+++ Given data
use chrono::{DateTime, Duration, Utc};
use serde::{Deserialize, Serialize};
use std::fmt;

/// Seconds assumed when a refresh response omits `expires_in`.
const DEFAULT_EXPIRES_IN: i64 = 3600;

/// OAuth 2.0 token set.
///
/// All three parts are present or the whole value is absent
/// (`Option<OAuthTokens>`); a partial token cannot be represented.
///
/// # Security
///
/// Tokens live in process memory only and are never logged. The `Debug`
/// implementation redacts both secrets.
///
/// # Examples
///
/// ```
/// use core_auth::OAuthTokens;
/// use chrono::{Duration, Utc};
///
/// let now = Utc::now();
/// let tokens = OAuthTokens::new("T".to_string(), "R".to_string(), 3600, now).unwrap();
///
/// assert!(!tokens.is_expired_with_buffer(now, Duration::seconds(300)));
/// assert!(tokens.is_expired_with_buffer(now + Duration::minutes(56), Duration::seconds(300)));
/// ```
#[derive(Clone, PartialEq, Eq, Serialize, Deserialize)]
pub struct OAuthTokens {
    /// The access token used for API requests
    pub access_token: String,
    /// The refresh token used to obtain new access tokens
    pub refresh_token: String,
    /// When the access token expires (UTC)
    pub expires_at: DateTime<Utc>,
}

impl OAuthTokens {
    /// Token set expiring `expires_in` seconds after `now`.
    ///
    /// `None` when the expiry is outside the representable time range.
    pub fn new(
        access_token: String,
        refresh_token: String,
        expires_in: i64,
        now: DateTime<Utc>,
    ) -> Option<Self> {
        let expires_at = Duration::try_seconds(expires_in)
            .and_then(|lifetime| now.checked_add_signed(lifetime))?;
        Some(Self {
            access_token,
            refresh_token,
            expires_at,
        })
    }

    /// True when the access token expires within `buffer` of `now`.
    pub fn is_expired_with_buffer(&self, now: DateTime<Utc>, buffer: Duration) -> bool {
        match self.expires_at.checked_sub_signed(buffer) {
            Some(deadline) => now >= deadline,
            None => true,
        }
    }

    /// `None` once the token has expired.
    pub fn time_until_expiry(&self, now: DateTime<Utc>) -> Option<Duration> {
        (now < self.expires_at).then(|| self.expires_at - now)
    }
}

impl fmt::Debug for OAuthTokens {
    fn fmt(&self, f: &mut fmt::Formatter<'_>) -> fmt::Result {
        f.debug_struct("OAuthTokens")
            .field("access_token", &"[REDACTED]")
            .field("refresh_token", &"[REDACTED]")
            .field("expires_at", &self.expires_at)
            .finish()
    }
}

/// Body of `/auth/callback` and `/auth/refresh`.
///
/// Every field is optional on the wire so a missing one can be reported by
/// name instead of as a generic decode failure.
#[derive(Default, Deserialize)]
pub(crate) struct TokenResponse {
    #[serde(default)]
    pub access_token: Option<String>,
    #[serde(default)]
    pub refresh_token: Option<String>,
    #[serde(default)]
    pub expires_in: Option<i64>,
}

impl TokenResponse {
    /// Strict conversion used for the callback exchange: all fields required.
    pub(crate) fn into_exchange_tokens(self, now: DateTime<Utc>) -> Result<OAuthTokens, String> {
        let missing: Vec<&str> = [
            ("access_token", self.access_token.as_deref().map_or(true, str::is_empty)),
            ("refresh_token", self.refresh_token.as_deref().map_or(true, str::is_empty)),
            ("expires_in", self.expires_in.is_none()),
        ]
        .into_iter()
        .filter_map(|(name, absent)| absent.then_some(name))
        .collect();

        if !missing.is_empty() {
            return Err(format!("token response missing {}", missing.join(", ")));
        }

        let expires_in = self.expires_in.unwrap_or(DEFAULT_EXPIRES_IN);
        OAuthTokens::new(
            self.access_token.unwrap_or_default(),
            self.refresh_token.unwrap_or_default(),
            expires_in,
            now,
        )
        .ok_or_else(|| format!("expires_in {} out of range", expires_in))
    }

    /// Lenient conversion used for refresh: the previous refresh token is kept
    /// when the server does not rotate it.
    pub(crate) fn into_refreshed_tokens(
        self,
        previous: &OAuthTokens,
        now: DateTime<Utc>,
    ) -> Result<OAuthTokens, String> {
        let access_token = self
            .access_token
            .filter(|t| !t.is_empty())
            .ok_or_else(|| "refresh response missing access_token".to_string())?;

        let expires_in = self.expires_in.unwrap_or(DEFAULT_EXPIRES_IN);
        OAuthTokens::new(
            access_token,
            self.refresh_token
                .filter(|t| !t.is_empty())
                .unwrap_or_else(|| previous.refresh_token.clone()),
            expires_in,
            now,
        )
        .ok_or_else(|| format!("expires_in {} out of range", expires_in))
    }
}

#[derive(Deserialize)]
pub(crate) struct LoginUrlResponse {
    #[serde(default)]
    pub url: Option<String>,
}

/// Profile of the signed-in user as returned by `/me`.
///
/// Fields the core does not interpret are kept in `extra`.
#[derive(Debug, Clone, PartialEq, Serialize, Deserialize)]
pub struct UserProfile {
    pub id: u64,
    pub username: String,
    #[serde(default)]
    pub full_name: Option<String>,
    #[serde(default)]
    pub avatar_url: Option<String>,
    #[serde(default)]
    pub permalink_url: Option<String>,
    #[serde(flatten)]
    pub extra: serde_json::Map<String, serde_json::Value>,
}

/// Where the session is in its lifecycle.
///
/// ```text
/// Anonymous --exchange ok--> Authenticating --profile ok--> Authenticated
///                                  |
///                                  +--profile failed--> AuthenticatedNoProfile
/// any --logout / rejected token--> Anonymous
/// ```
#[derive(Debug, Clone, Copy, PartialEq, Eq, Serialize, Deserialize, Default)]
pub enum SessionPhase {
    #[default]
    Anonymous,
    /// Token held, profile request in flight.
    Authenticating,
    Authenticated,
    /// Token held but the profile could not be loaded.
    AuthenticatedNoProfile,
}

impl fmt::Display for SessionPhase {
    fn fmt(&self, f: &mut fmt::Formatter<'_>) -> fmt::Result {
        match self {
            SessionPhase::Anonymous => write!(f, "Anonymous"),
            SessionPhase::Authenticating => write!(f, "Authenticating..."),
            SessionPhase::Authenticated => write!(f, "Authenticated"),
            SessionPhase::AuthenticatedNoProfile => write!(f, "Authenticated (no profile)"),
        }
    }
}

/// Point-in-time view of the session, published to observers on every change.
#[derive(Debug, Clone, Default, PartialEq)]
pub struct SessionSnapshot {
    pub tokens: Option<OAuthTokens>,
    pub user: Option<UserProfile>,
    /// True while a profile request for the current token is in flight.
    pub auth_loading: bool,
    /// Token store generation this snapshot was taken at.
    pub generation: u64,
}

impl SessionSnapshot {
    /// Token and profile both present.
    pub fn is_authenticated(&self) -> bool {
        self.tokens.is_some() && self.user.is_some()
    }

    pub fn access_token(&self) -> Option<&str> {
        self.tokens.as_ref().map(|t| t.access_token.as_str())
    }

    pub fn phase(&self) -> SessionPhase {
        match (&self.tokens, &self.user) {
            (None, _) => SessionPhase::Anonymous,
            (Some(_), Some(_)) => SessionPhase::Authenticated,
            (Some(_), None) if self.auth_loading => SessionPhase::Authenticating,
            (Some(_), None) => SessionPhase::AuthenticatedNoProfile,
        }
    }
}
++++++
*Problem details*. Extract each entry in full, exactly as given.

*Result for this task*.
use chrono::{DateTime, Duration, Utc};
use serde::{Deserialize, Serialize};
use std::fmt;

/// Seconds assumed when a refresh response omits `expires_in`.
const DEFAULT_EXPIRES_IN: i64 = 3600;

/// OAuth 2.0 token set.
///
/// All three parts are present or the whole value is absent
/// (`Option<OAuthTokens>`); a partial token cannot be represented.
///
/// # Security
///
/// Tokens live in process memory only and are never logged. The `Debug`
/// implementation redacts both secrets.
///
/// # Examples
///
/// ```
/// use core_auth::OAuthTokens;
/// use chrono::{Duration, Utc};
///
/// let now = Utc::now();
/// let tokens = OAuthTokens::new("T".to_string(), "R".to_string(), 3600, now).unwrap();
///
/// assert!(!tokens.is_expired_with_buffer(now, Duration::seconds(300)));
/// assert!(tokens.is_expired_with_buffer(now + Duration::minutes(56), Duration::seconds(300)));
/// ```
#[derive(Clone, PartialEq, Eq, Serialize, Deserialize)]
pub struct OAuthTokens {
    /// The access token used for API requests
    pub access_token: String,
    /// The refresh token used to obtain new access tokens
    pub refresh_token: String,
    /// When the access token expires (UTC)
    pub expires_at: DateTime<Utc>,
}

impl OAuthTokens {
    /// Token set expiring `expires_in` seconds after `now`.
    ///
    /// `None` when the expiry is outside the representable time range.
    pub fn new(
        access_token: String,
        refresh_token: String,
        expires_in: i64,
        now: DateTime<Utc>,
    ) -> Option<Self> {
        let expires_at = Duration::try_seconds(expires_in)
            .and_then(|lifetime| now.checked_add_signed(lifetime))?;
        Some(Self {
            access_token,
            refresh_token,
            expires_at,
        })
    }

    /// True when the access token expires within `buffer` of `now`.
    pub fn is_expired_with_buffer(&self, now: DateTime<Utc>, buffer: Duration) -> bool {
        match self.expires_at.checked_sub_signed(buffer) {
            Some(deadline) => now >= deadline,
            None => true,
        }
    }

    /// `None` once the token has expired.
    pub fn time_until_expiry(&self, now: DateTime<Utc>) -> Option<Duration> {
        (now < self.expires_at).then(|| self.expires_at - now)
    }
}

impl fmt::Debug for OAuthTokens {
    fn fmt(&self, f: &mut fmt::Formatter<'_>) -> fmt::Result {
        f.debug_struct("OAuthTokens")
            .field("access_token", &"[REDACTED]")
            .field("refresh_token", &"[REDACTED]")
            .field("expires_at", &self.expires_at)
            .finish()
    }
}

/// Body of `/auth/callback` and `/auth/refresh`.
///
/// Every field is optional on the wire so a missing one can be reported by
/// name instead of as a generic decode failure.
#[derive(Default, Deserialize)]
pub(crate) struct TokenResponse {
    #[serde(default)]
    pub access_token: Option<String>,
    #[serde(default)]
    pub refresh_token: Option<String>,
    #[serde(default)]
    pub expires_in: Option<i64>,
}

impl TokenResponse {
    /// Strict conversion used for the callback exchange: all fields required.
    pub(crate) fn into_exchange_tokens(self, now: DateTime<Utc>) -> Result<OAuthTokens, String> {
        let missing: Vec<&str> = [
            ("access_token", self.access_token.as_deref().map_or(true, str::is_empty)),
            ("refresh_token", self.refresh_token.as_deref().map_or(true, str::is_empty)),
            ("expires_in", self.expires_in.is_none()),
        ]
        .into_iter()
        .filter_map(|(name, absent)| absent.then_some(name))
        .collect();

        if !missing.is_empty() {
            return Err(format!("token response missing {}", missing.join(", ")));
        }

        let expires_in = self.expires_in.unwrap_or(DEFAULT_EXPIRES_IN);
        OAuthTokens::new(
            self.access_token.unwrap_or_default(),
            self.refresh_token.unwrap_or_default(),
            expires_in,
            now,
        )
        .ok_or_else(|| format!("expires_in {} out of range", expires_in))
    }

    /// Lenient conversion used for refresh: the previous refresh token is kept
    /// when the server does not rotate it.
    pub(crate) fn into_refreshed_tokens(
        self,
        previous: &OAuthTokens,
        now: DateTime<Utc>,
    ) -> Result<OAuthTokens, String> {
        let access_token = self
            .access_token
            .filter(|t| !t.is_empty())
            .ok_or_else(|| "refresh response missing access_token".to_string())?;

        let expires_in = self.expires_in.unwrap_or(DEFAULT_EXPIRES_IN);
        OAuthTokens::new(
            access_token,
            self.refresh_token
                .filter(|t| !t.is_empty())
                .unwrap_or_else(|| previous.refresh_token.clone()),
            expires_in,
            now,
        )
        .ok_or_else(|| format!("expires_in {} out of range", expires_in))
    }
}

#[derive(Deserialize)]
pub(crate) struct LoginUrlResponse {
    #[serde(default)]
    pub url: Option<String>,
}

/// Profile of the signed-in user as returned by `/me`.
///
/// Fields the core does not interpret are kept in `extra`.
#[derive(Debug, Clone, PartialEq, Serialize, Deserialize)]
pub struct UserProfile {
    pub id: u64,
    pub username: String,
    #[serde(default)]
    pub full_name: Option<String>,
    #[serde(default)]
    pub avatar_url: Option<String>,
    #[serde(default)]
    pub permalink_url: Option<String>,
    #[serde(flatten)]
    pub extra: serde_json::Map<String, serde_json::Value>,
}

/// Where the session is in its lifecycle.
///
/// ```text
/// Anonymous --exchange ok--> Authenticating --profile ok--> Authenticated
///                                  |
///                                  +--profile failed--> AuthenticatedNoProfile
/// any --logout / rejected token--> Anonymous
/// ```
#[derive(Debug, Clone, Copy, PartialEq, Eq, Serialize, Deserialize, Default)]
pub enum SessionPhase {
    #[default]
    Anonymous,
    /// Token held, profile request in flight.
    Authenticating,
    Authenticated,
    /// Token held but the profile could not be loaded.
    AuthenticatedNoProfile,
}

impl fmt::Display for SessionPhase {
    fn fmt(&self, f: &mut fmt::Formatter<'_>) -> fmt::Result {
        match self {
            SessionPhase::Anonymous => write!(f, "Anonymous"),
            SessionPhase::Authenticating => write!(f, "Authenticating..."),
            SessionPhase::Authenticated => write!(f, "Authenticated"),
            SessionPhase::AuthenticatedNoProfile => write!(f, "Authenticated (no profile)"),
        }
    }
}

/// Point-in-time view of the session, published to observers on every change.
#[derive(Debug, Clone, Default, PartialEq)]
pub struct SessionSnapshot {
    pub tokens: Option<OAuthTokens>,
    pub user: Option<UserProfile>,
    /// True while a profile request for the current token is in flight.
    pub auth_loading: bool,
    /// Token store generation this snapshot was taken at.
    pub generation: u64,
}

impl SessionSnapshot {
    /// Token and profile both present.
    pub fn is_authenticated(&self) -> bool {
        self.tokens.is_some() && self.user.is_some()
    }

    pub fn access_token(&self) -> Option<&str> {
        self.tokens.as_ref().map(|t| t.access_token.as_str())
    }

    pub fn phase(&self) -> SessionPhase {
        match (&self.tokens, &self.user) {
            (None, _) => SessionPhase::Anonymous,
            (Some(_), Some(_)) => SessionPhase::Authenticated,
            (Some(_), None) if self.auth_loading => SessionPhase::Authenticating,
            (Some(_), None) => SessionPhase::AuthenticatedNoProfile,
        }
    }
}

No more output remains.